Il resto ha fatto parte della consueta propaganda nostrana. Il calcio è occasione ideale per lavarsi la coscienza, rappresenta il luogo dove tutte le colpe vengono espiate, un confessionale a cielo aperto. Nel momento in cui le forze politiche dibattono come in una assemblea condominiale, tutte, nessuna esclusa, pensano di cavarsela con la richiesta di sospendere il campionato, mentre il resto delle attività produttive, commerciali e ludiche, ristoranti, cinematografi, alberghi, discoteche, luoghi di divertimento, proseguono il loro lavoro, in tempi di crisi un week end di agosto è un affare. Il calcio, però, è chiamato a dare l'esempio, gli stadi restino chiusi o deserti, sbocciano, di colpo, editoriali moraleggianti, vengono rispolverate frasi di repertorio, la veglia è generale però a tempo determinato. Il calcio sa fermarsi da solo, se vuole, se può, se decide. Lo ha fatto il giorno della morte di Astori, capitano della Fiorentina, a pochissime ore dalla partita contro l'Udinese; scomparsa improvvisa così come improvvisa ma doverosa fu la decisione di cancellare tutta la giornata di football, compreso il derby di Milano. Una reazione umana, calda, profonda e non «politica» o demagogica come quella sussurrata e avanzata ora da chi dovrebbe osservare un minuto di silenzio, lui per primo, invece di inscenare contenziosi miserabili. Sono passati quattro giorni dall'evento tragico di Genova. Il cordoglio non ha scadenza ma, oltre al dolore e al rispetto di chi non c'è più e di chi sta soffrendo, c'è il senso della vita che supera il momento di sconforto.
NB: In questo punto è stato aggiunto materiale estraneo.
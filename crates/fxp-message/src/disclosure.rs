//! # Selective Disclosure
//!
//! Salted hash commitments over an RFQ's sensitive fields.
//!
//! The public `data` of an RFQ carries a commitment for each sensitive
//! field; the cleartext travels in the unsigned `privateData` beside it,
//! together with one salt shared by all fields of the message:
//!
//! ```text
//! commitment = base64url(SHA-256(JCS([salt, value])))
//! ```
//!
//! Because the commitments sit inside the signed `data`, the signature
//! authenticates the private values indirectly. Private data can then be
//! dropped before storage or forwarding without invalidating the
//! signature.
//!
//! ## Security Invariant
//!
//! A commitment present in `data` must never be accepted as matching
//! revealed private data unless the recomputed commitment is byte-equal.
//! Revealed data without a commitment is rejected outright.

use base64::engine::general_purpose::URL_SAFE_NO_PAD;
use base64::Engine;
use fxp_core::{digest_of, CanonicalizationError};
use rand::rngs::OsRng;
use rand::RngCore;
use serde::Serialize;
use serde_json::{Map, Value};

use crate::error::MessageError;
use crate::rfq::{
    CreateRfqData, PrivatePaymentDetails, RfqData, RfqPrivateData, SelectedPayinMethod,
    SelectedPayoutMethod,
};

/// Salt length in bytes before encoding.
pub const SALT_LEN: usize = 16;

/// Field label for the payin payment details.
pub const PAYIN_DETAILS_FIELD: &str = "payin.paymentDetails";
/// Field label for the payout payment details.
pub const PAYOUT_DETAILS_FIELD: &str = "payout.paymentDetails";
/// Field label for the claims.
pub const CLAIMS_FIELD: &str = "claims";

/// Generate a fresh base64url salt from the OS RNG.
pub fn generate_salt() -> String {
    let mut bytes = [0u8; SALT_LEN];
    OsRng.fill_bytes(&mut bytes);
    URL_SAFE_NO_PAD.encode(bytes)
}

/// Commitment over `value` under `salt`.
pub fn commitment(salt: &str, value: &impl Serialize) -> Result<String, CanonicalizationError> {
    Ok(digest_of(&(salt, value))?.to_base64url())
}

/// Split cleartext RFQ input into public data and private data under a
/// fresh salt.
pub fn seal(input: CreateRfqData) -> Result<(RfqData, Option<RfqPrivateData>), MessageError> {
    seal_with_salt(input, generate_salt())
}

/// [`seal`] with an explicit salt.
///
/// Empty payment details and an empty claims list count as absent: no
/// commitment is made and nothing is placed in private data. When no field
/// is present at all, there is no private data.
pub fn seal_with_salt(
    input: CreateRfqData,
    salt: String,
) -> Result<(RfqData, Option<RfqPrivateData>), MessageError> {
    let payin_details = non_empty_map(input.payin.payment_details);
    let payout_details = non_empty_map(input.payout.payment_details);
    let claims = (!input.claims.is_empty()).then_some(input.claims);

    let payin_hash = payin_details
        .as_ref()
        .map(|d| commitment(&salt, d))
        .transpose()?;
    let payout_hash = payout_details
        .as_ref()
        .map(|d| commitment(&salt, d))
        .transpose()?;
    let claims_hash = claims
        .as_ref()
        .map(|c| commitment(&salt, c))
        .transpose()?;

    let data = RfqData {
        offering_id: input.offering_id,
        payin: SelectedPayinMethod {
            amount: input.payin.amount,
            kind: input.payin.kind,
            payment_details_hash: payin_hash,
        },
        payout: SelectedPayoutMethod {
            kind: input.payout.kind,
            payment_details_hash: payout_hash,
        },
        claims_hash,
    };

    let private = if payin_details.is_none() && payout_details.is_none() && claims.is_none() {
        None
    } else {
        Some(RfqPrivateData {
            salt,
            payin: payin_details.map(PrivatePaymentDetails::with_details),
            payout: payout_details.map(PrivatePaymentDetails::with_details),
            claims,
        })
    };
    Ok((data, private))
}

/// Verify revealed private data against the commitments in `data`.
///
/// For each sensitive field:
///
/// - commitment and cleartext present: the recomputed commitment must match;
/// - cleartext without a commitment: rejected;
/// - commitment without cleartext: rejected only when
///   `require_private_data` is set;
/// - neither: accepted.
pub fn verify_disclosure(
    data: &RfqData,
    private: Option<&RfqPrivateData>,
    require_private_data: bool,
) -> Result<(), MessageError> {
    let salt = private.map(|p| p.salt.as_str()).unwrap_or_default();
    check_field(
        PAYIN_DETAILS_FIELD,
        data.payin.payment_details_hash.as_deref(),
        private.and_then(|p| p.payin_details()),
        salt,
        require_private_data,
    )?;
    check_field(
        PAYOUT_DETAILS_FIELD,
        data.payout.payment_details_hash.as_deref(),
        private.and_then(|p| p.payout_details()),
        salt,
        require_private_data,
    )?;
    check_field(
        CLAIMS_FIELD,
        data.claims_hash.as_deref(),
        private.and_then(|p| p.claims.as_ref()),
        salt,
        require_private_data,
    )
}

fn check_field<T: Serialize>(
    field: &str,
    committed: Option<&str>,
    revealed: Option<&T>,
    salt: &str,
    require_private_data: bool,
) -> Result<(), MessageError> {
    match (committed, revealed) {
        (Some(expected), Some(value)) => {
            if commitment(salt, value)? == expected {
                Ok(())
            } else {
                tracing::warn!(field, "private data does not match commitment");
                Err(MessageError::DisclosureMismatch {
                    field: field.to_string(),
                })
            }
        }
        (None, Some(_)) => {
            tracing::warn!(field, "private data revealed without commitment");
            Err(MessageError::DisclosureMismatch {
                field: field.to_string(),
            })
        }
        (Some(_), None) if require_private_data => Err(MessageError::MissingPrivateData {
            field: field.to_string(),
        }),
        (Some(_), None) | (None, None) => Ok(()),
    }
}

fn non_empty_map(map: Option<Map<String, Value>>) -> Option<Map<String, Value>> {
    map.filter(|m| !m.is_empty())
}

#[cfg(test)]
mod tests {
    use super::*;
    use crate::rfq::{CreateSelectedPayinMethod, CreateSelectedPayoutMethod};
    use fxp_core::DocumentId;
    use proptest::prelude::*;
    use serde_json::json;

    fn details(v: Value) -> Option<Map<String, Value>> {
        match v {
            Value::Object(m) => Some(m),
            _ => None,
        }
    }

    fn input() -> CreateRfqData {
        CreateRfqData {
            offering_id: DocumentId::new("offering_abc").unwrap(),
            payin: CreateSelectedPayinMethod {
                amount: "100.00".into(),
                kind: "DEBIT_CARD".into(),
                payment_details: details(json!({"cardNumber": "4111111111111111", "cvv": "123"})),
            },
            payout: CreateSelectedPayoutMethod {
                kind: "BANK_TRANSFER".into(),
                payment_details: details(json!({"accountNumber": "1234567890123456"})),
            },
            claims: vec!["eyJhbGciOiJFZERTQSJ9.e30.c2ln".into()],
        }
    }

    #[test]
    fn test_commitment_vector() {
        let details = json!({"accountNumber": "1234567890123456"});
        assert_eq!(
            commitment("c2FsdA", &details).unwrap(),
            "fu6o5z8uUvWuZ_mOglBtvq3JsUzN1fLcCYxBeTXWF6Q"
        );
    }

    #[test]
    fn test_salt_shape() {
        let salt = generate_salt();
        assert_eq!(URL_SAFE_NO_PAD.decode(&salt).unwrap().len(), SALT_LEN);
        assert_ne!(salt, generate_salt());
    }

    #[test]
    fn test_seal_commits_every_field() {
        let (data, private) = seal(input()).unwrap();
        let private = private.unwrap();
        assert!(data.payin.payment_details_hash.is_some());
        assert!(data.payout.payment_details_hash.is_some());
        assert!(data.claims_hash.is_some());
        assert_eq!(private.claims.as_ref().unwrap().len(), 1);
        verify_disclosure(&data, Some(&private), true).unwrap();
    }

    #[test]
    fn test_seal_skips_empty_fields() {
        let mut inp = input();
        inp.payin.payment_details = Some(Map::new());
        inp.payout.payment_details = None;
        inp.claims.clear();
        let (data, private) = seal(inp).unwrap();
        assert!(data.payin.payment_details_hash.is_none());
        assert!(data.payout.payment_details_hash.is_none());
        assert!(data.claims_hash.is_none());
        assert!(private.is_none());
        verify_disclosure(&data, None, true).unwrap();
    }

    #[test]
    fn test_corrupted_salt_fails() {
        let (data, private) = seal(input()).unwrap();
        let mut private = private.unwrap();
        private.salt = generate_salt();
        assert!(matches!(
            verify_disclosure(&data, Some(&private), false),
            Err(MessageError::DisclosureMismatch { .. })
        ));
    }

    #[test]
    fn test_changed_details_fail_on_that_field() {
        let (data, private) = seal(input()).unwrap();
        let mut private = private.unwrap();
        private.payout = details(json!({"accountNumber": "0000"})).map(PrivatePaymentDetails::with_details);
        match verify_disclosure(&data, Some(&private), false) {
            Err(MessageError::DisclosureMismatch { field }) => assert_eq!(field, PAYOUT_DETAILS_FIELD),
            other => panic!("unexpected: {other:?}"),
        }
    }

    #[test]
    fn test_revealed_without_commitment_fails() {
        let (mut data, private) = seal(input()).unwrap();
        data.claims_hash = None;
        assert!(matches!(
            verify_disclosure(&data, private.as_ref(), false),
            Err(MessageError::DisclosureMismatch { .. })
        ));
    }

    #[test]
    fn test_stripped_private_data() {
        let (data, _) = seal(input()).unwrap();
        verify_disclosure(&data, None, false).unwrap();
        match verify_disclosure(&data, None, true) {
            Err(MessageError::MissingPrivateData { field }) => assert_eq!(field, PAYIN_DETAILS_FIELD),
            other => panic!("unexpected: {other:?}"),
        }
    }

    proptest! {
        #[test]
        fn test_commitment_binds_value(a in "[a-z0-9]{1,24}", b in "[a-z0-9]{1,24}") {
            let salt = generate_salt();
            let ca = commitment(&salt, &json!({"accountNumber": a})).unwrap();
            let cb = commitment(&salt, &json!({"accountNumber": b})).unwrap();
            prop_assert_eq!(a == b, ca == cb);
        }

        #[test]
        fn test_seal_then_verify(account in "[0-9]{4,20}", claim in "[A-Za-z0-9._-]{1,40}") {
            let mut inp = input();
            inp.payout.payment_details = details(json!({"accountNumber": account}));
            inp.claims = vec![claim];
            let (data, private) = seal(inp).unwrap();
            prop_assert!(verify_disclosure(&data, private.as_ref(), true).is_ok());
        }
    }
}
Sarebbe invece opportuno, se non necessario, un atto diverso, di naturale attuazione, almeno in linea teorica. Il commissario Fabbricini di cui sopra e i presidenti dei club di serie A potrebbero decidere di devolvere gli incassi della prima giornata di serie A in favore dei famigliari delle vittime della sciagura genovese. Sarebbe un piccolo segnale ma di sostanza, vero, direi doveroso, da parte di chi gestisce altri denari e lo fa con una disinvoltura a volte sguaiata. Lo stesso discorso andrebbe rivolto alle emittenti televisive che sul calcio, di questa prima giornata, costruiscono i propri affari e le proprie entrate.

Presumo che la proposta non possa essere accolta e realizzata: è troppo logica e naturale, si scontrerebbe con problemi burocratici, amministrativi e fiscali, porterebbe squilibrio ai bilanci. Meglio tenersi i soldi e avere la coscienza pulita. Per novanta minuti.